• _DATA TO EXAMINE_:

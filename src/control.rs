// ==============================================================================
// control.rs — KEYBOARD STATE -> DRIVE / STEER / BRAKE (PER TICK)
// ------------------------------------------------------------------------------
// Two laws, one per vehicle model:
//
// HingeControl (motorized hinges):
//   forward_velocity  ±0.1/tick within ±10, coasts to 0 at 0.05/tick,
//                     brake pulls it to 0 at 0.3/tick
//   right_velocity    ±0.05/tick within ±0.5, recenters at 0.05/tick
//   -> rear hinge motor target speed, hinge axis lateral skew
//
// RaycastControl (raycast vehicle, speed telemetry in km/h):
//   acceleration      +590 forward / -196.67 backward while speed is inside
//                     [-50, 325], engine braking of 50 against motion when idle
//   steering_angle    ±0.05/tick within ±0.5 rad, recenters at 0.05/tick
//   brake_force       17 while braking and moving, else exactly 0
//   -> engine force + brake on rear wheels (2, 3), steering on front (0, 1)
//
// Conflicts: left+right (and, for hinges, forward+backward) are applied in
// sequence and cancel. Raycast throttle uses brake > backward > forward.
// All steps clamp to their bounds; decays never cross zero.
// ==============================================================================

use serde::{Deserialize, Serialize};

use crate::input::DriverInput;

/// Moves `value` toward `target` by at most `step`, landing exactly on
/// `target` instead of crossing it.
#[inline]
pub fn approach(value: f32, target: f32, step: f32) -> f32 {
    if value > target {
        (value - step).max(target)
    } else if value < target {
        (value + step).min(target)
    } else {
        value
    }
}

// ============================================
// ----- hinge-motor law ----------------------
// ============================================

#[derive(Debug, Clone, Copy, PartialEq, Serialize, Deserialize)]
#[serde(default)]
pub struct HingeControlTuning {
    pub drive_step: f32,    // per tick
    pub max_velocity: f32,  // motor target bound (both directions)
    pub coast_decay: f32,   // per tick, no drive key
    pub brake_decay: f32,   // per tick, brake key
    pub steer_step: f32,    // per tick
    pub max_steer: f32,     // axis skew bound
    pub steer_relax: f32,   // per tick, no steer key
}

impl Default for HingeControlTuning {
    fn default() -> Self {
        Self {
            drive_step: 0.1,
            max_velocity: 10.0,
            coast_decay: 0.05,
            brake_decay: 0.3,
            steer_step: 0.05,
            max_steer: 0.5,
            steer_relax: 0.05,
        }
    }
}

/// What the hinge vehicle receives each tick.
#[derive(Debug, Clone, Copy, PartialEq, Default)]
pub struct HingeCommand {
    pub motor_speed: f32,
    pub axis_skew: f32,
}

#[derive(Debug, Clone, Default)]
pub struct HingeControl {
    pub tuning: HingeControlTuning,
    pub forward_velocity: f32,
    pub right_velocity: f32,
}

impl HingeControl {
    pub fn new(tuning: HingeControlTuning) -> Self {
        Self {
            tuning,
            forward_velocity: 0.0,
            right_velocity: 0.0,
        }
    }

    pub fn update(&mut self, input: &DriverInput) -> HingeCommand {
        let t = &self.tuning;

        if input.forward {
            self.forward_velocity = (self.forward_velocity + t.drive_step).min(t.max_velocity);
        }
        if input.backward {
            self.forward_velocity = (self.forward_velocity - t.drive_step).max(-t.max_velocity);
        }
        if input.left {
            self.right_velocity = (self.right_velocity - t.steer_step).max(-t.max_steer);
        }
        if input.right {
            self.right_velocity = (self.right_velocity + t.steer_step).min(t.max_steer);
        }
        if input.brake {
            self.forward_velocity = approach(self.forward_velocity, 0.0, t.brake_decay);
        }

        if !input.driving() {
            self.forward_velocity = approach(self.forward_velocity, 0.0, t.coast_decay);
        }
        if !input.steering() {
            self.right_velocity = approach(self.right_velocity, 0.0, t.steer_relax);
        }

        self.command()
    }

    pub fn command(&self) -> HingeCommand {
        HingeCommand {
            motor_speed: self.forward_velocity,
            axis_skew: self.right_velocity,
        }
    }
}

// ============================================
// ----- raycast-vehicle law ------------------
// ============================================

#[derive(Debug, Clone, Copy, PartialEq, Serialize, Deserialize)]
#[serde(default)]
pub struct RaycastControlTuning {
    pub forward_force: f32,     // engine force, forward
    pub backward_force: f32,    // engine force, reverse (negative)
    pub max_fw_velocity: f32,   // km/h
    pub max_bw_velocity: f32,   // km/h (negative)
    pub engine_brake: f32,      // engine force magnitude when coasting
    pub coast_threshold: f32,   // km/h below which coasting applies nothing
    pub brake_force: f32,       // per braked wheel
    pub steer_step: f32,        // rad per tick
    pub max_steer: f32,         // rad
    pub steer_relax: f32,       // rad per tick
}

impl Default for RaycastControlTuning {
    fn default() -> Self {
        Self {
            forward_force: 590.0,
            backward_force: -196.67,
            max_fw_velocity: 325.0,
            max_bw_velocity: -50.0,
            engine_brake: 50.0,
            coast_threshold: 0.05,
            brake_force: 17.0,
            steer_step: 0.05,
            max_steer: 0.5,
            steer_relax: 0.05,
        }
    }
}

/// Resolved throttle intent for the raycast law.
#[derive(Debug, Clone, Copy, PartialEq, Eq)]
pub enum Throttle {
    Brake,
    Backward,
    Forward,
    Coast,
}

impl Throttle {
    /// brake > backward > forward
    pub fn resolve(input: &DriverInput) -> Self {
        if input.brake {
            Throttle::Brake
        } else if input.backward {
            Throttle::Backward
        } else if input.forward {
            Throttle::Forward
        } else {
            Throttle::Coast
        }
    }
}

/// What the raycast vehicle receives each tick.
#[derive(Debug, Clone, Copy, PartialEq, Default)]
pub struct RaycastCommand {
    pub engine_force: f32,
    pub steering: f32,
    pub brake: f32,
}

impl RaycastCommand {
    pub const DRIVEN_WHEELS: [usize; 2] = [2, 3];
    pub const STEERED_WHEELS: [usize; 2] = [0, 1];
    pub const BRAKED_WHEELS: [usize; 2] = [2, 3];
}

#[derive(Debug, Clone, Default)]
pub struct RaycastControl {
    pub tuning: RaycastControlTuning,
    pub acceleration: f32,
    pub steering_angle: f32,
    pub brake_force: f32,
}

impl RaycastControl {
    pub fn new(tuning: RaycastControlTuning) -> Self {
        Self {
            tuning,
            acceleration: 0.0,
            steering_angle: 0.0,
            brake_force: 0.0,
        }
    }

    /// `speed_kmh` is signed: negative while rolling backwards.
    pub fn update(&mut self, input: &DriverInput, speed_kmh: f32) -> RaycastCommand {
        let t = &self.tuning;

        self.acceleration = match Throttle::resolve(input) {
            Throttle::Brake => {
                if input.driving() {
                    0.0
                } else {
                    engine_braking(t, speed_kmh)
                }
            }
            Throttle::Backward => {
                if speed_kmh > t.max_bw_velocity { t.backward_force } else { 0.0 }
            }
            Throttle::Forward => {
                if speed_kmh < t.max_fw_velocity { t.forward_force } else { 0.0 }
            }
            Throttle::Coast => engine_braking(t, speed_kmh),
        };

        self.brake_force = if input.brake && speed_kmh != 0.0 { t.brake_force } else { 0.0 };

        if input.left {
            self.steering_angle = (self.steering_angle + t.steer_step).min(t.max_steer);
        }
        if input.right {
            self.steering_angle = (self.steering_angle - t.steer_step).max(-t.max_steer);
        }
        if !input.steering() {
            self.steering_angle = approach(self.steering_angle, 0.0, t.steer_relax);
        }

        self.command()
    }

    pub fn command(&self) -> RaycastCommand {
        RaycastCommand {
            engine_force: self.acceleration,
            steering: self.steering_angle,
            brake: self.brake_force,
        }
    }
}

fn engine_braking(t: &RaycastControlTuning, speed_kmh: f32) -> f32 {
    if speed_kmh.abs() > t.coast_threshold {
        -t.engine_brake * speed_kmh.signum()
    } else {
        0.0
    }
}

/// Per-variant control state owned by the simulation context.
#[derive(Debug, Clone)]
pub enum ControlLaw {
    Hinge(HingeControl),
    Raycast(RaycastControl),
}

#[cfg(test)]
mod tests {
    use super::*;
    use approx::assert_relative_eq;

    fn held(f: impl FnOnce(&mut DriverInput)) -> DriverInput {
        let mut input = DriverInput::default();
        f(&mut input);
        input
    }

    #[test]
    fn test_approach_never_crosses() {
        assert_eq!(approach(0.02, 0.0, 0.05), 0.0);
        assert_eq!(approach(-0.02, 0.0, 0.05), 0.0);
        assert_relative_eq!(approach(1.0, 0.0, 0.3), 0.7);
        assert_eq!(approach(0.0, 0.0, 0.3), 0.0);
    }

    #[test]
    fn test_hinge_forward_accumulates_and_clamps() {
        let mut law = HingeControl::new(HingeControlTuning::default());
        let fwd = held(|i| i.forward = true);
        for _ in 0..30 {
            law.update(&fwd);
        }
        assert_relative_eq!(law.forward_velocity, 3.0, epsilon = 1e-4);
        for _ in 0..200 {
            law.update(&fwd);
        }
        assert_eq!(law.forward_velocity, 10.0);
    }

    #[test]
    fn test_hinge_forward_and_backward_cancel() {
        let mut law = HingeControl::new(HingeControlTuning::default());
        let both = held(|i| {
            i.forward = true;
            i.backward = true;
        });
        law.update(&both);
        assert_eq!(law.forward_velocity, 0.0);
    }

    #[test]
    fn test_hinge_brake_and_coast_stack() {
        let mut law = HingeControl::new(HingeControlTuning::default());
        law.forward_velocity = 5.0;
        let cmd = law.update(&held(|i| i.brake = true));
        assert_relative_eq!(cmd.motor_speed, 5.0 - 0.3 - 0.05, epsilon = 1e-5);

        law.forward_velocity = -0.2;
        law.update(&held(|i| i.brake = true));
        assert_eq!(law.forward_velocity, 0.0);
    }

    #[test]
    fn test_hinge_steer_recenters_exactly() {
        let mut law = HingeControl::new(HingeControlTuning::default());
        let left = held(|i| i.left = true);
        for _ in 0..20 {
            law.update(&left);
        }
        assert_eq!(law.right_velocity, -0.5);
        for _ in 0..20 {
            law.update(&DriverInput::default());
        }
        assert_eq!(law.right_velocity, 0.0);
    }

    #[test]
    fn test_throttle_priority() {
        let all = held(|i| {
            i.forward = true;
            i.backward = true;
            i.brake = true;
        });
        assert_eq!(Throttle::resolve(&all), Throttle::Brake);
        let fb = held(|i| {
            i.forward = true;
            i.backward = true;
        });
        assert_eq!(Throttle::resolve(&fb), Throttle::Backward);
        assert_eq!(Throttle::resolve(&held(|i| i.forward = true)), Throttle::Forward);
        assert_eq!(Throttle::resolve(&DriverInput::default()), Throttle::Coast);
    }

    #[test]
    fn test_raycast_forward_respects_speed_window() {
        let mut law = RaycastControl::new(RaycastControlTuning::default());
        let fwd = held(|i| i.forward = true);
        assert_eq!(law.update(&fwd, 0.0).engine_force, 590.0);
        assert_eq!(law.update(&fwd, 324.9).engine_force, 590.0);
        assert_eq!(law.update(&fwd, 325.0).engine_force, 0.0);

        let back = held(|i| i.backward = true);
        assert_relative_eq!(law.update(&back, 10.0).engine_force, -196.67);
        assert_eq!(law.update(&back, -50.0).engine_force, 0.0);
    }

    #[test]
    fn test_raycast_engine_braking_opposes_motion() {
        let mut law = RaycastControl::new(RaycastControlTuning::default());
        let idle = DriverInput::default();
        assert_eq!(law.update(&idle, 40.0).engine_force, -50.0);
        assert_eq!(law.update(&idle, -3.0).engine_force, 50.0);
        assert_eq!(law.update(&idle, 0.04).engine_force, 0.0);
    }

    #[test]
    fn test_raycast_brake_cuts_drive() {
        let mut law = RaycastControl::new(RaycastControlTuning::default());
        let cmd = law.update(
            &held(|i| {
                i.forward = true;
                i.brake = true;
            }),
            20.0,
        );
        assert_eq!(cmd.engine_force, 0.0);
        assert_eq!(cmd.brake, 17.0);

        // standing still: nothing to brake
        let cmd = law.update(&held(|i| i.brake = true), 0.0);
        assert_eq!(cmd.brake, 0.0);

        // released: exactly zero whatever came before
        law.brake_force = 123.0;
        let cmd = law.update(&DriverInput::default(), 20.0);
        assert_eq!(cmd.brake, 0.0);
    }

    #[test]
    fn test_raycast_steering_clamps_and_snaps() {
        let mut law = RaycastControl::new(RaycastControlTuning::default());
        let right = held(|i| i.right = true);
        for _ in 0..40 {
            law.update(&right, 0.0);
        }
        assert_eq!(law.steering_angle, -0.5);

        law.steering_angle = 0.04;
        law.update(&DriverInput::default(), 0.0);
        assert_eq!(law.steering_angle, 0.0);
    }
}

• _TASK DESCRIPTION_: Go through the records line by line and count those containing the string "coasting". Give only the total.

• _WRITTEN RESPONSE_: 2